A piece in the Cincinnati Post wonders whether Delta would be in such huge financial trouble if they hadn’t done so much to alienate their best customers.
- The movement led by the airline’s Platinum Medallion-level frequent fliers has included ads in USA Today, a roving billboard outside a stockholders’ meeting and a negotiating session with Delta executives. They say they were trying to save Atlanta-based Delta from itself and potential bankruptcy. If Delta had listened to them, some say, the airline might not be struggling for its survival.
Delta for years attracted customers with its SkyMiles program, and many of its most loyal passengers — those flying at least 25,000 miles a year — enjoyed benefits such as upgraded seats and free flights.
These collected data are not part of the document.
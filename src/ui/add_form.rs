//! Add-destination form rendering
//!
//! Renders the three input fields for a new stop. The focused field
//! carries a cursor marker; validation failures appear on the notice
//! line and leave the typed values in place.

use chrono::Local;
use ratatui::{
    layout::{Constraint, Direction, Layout, Rect},
    style::{Color, Modifier, Style},
    text::{Line, Span},
    widgets::{Block, Borders, Paragraph},
    Frame,
};

use crate::app::{App, DestField};
use crate::itinerary::max_planning_date;

/// Renders the add-destination form
///
/// # Arguments
/// * `frame` - The ratatui Frame to render to
/// * `app` - The application state containing the form buffers
pub fn render(frame: &mut Frame, app: &App) {
    let area = frame.area();

    let chunks = Layout::default()
        .direction(Direction::Vertical)
        .constraints([
            Constraint::Min(8),    // Form fields
            Constraint::Length(1), // Notice line
            Constraint::Length(1), // Help text
        ])
        .split(area);

    let form = &app.dest_form;
    let today = Local::now().date_naive();

    let lines = vec![
        Line::from(""),
        field_line("Name", &form.name, form.focus == DestField::Name),
        field_line("Date", &form.date, form.focus == DestField::Date),
        field_line("Time", &form.time, form.focus == DestField::Time),
        Line::from(""),
        Line::from(Span::styled(
            format!(
                "Dates accepted: {} to {} (YYYY-MM-DD)",
                today,
                max_planning_date(today)
            ),
            Style::default().fg(Color::DarkGray),
        )),
        Line::from(Span::styled(
            "Time is optional (HH:MM); blank stores 12:00",
            Style::default().fg(Color::DarkGray),
        )),
    ];

    let block = Block::default()
        .title(" Add Destination ")
        .borders(Borders::ALL)
        .border_style(Style::default().fg(Color::Cyan));

    frame.render_widget(Paragraph::new(lines).block(block), chunks[0]);
    frame.render_widget(
        Paragraph::new(super::notice_line(app.notice.as_ref())),
        chunks[1],
    );
    render_help(frame, chunks[2]);
}

/// Builds one labeled input line, marking the focused field
fn field_line(label: &str, value: &str, focused: bool) -> Line<'static> {
    let marker = if focused { "\u{25B8} " } else { "  " }; // ▸ or space
    let label_style = if focused {
        Style::default()
            .fg(Color::Cyan)
            .add_modifier(Modifier::BOLD)
    } else {
        Style::default().fg(Color::Yellow)
    };

    let mut spans = vec![
        Span::styled(marker.to_string(), Style::default().fg(Color::Cyan)),
        Span::styled(format!("{:<6}", label), label_style),
        Span::styled(value.to_string(), Style::default().fg(Color::White)),
    ];
    if focused {
        spans.push(Span::styled("\u{2581}", Style::default().fg(Color::Cyan))); // ▁
    }
    Line::from(spans)
}

/// Renders the help text at the bottom of the screen
fn render_help(frame: &mut Frame, area: Rect) {
    let help_text = Line::from(vec![
        Span::styled("Tab", Style::default().fg(Color::Yellow)),
        Span::raw(" Next field  "),
        Span::styled("Enter", Style::default().fg(Color::Yellow)),
        Span::raw(" Add  "),
        Span::styled("Esc", Style::default().fg(Color::Yellow)),
        Span::raw(" Cancel"),
    ]);
    let paragraph = Paragraph::new(help_text).style(Style::default().fg(Color::DarkGray));
    frame.render_widget(paragraph, area);
}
But in 2002, Delta reworked SkyMiles. It cut in half the frequent flier miles awarded toward Medallion status on economy flights but gave twice as many miles for flying first class. Delta also stopped counting some short flights toward the program’s elite tier.
That angered many regular fliers who were accustomed to year-round travel — and the program’s elite status in return.
“These were people who loved Delta so much, they were willing to complain about it,” said Roger Petersen, editor of InsideFlyer Magazine and a frequent-flier discussion Web site called FlyerTalk Web. “This wasn’t a renegade bunch. This was simply a group who said … ‘We want to give you advice so we don’t leave and others don’t leave.’ ”
I still say that Delta’s problem is their labor costs. They might have been marginally better off without dissing their best customers, but they wouldn’t be avoiding bankruptcy talk. For that they’ll need to pay their pilots less.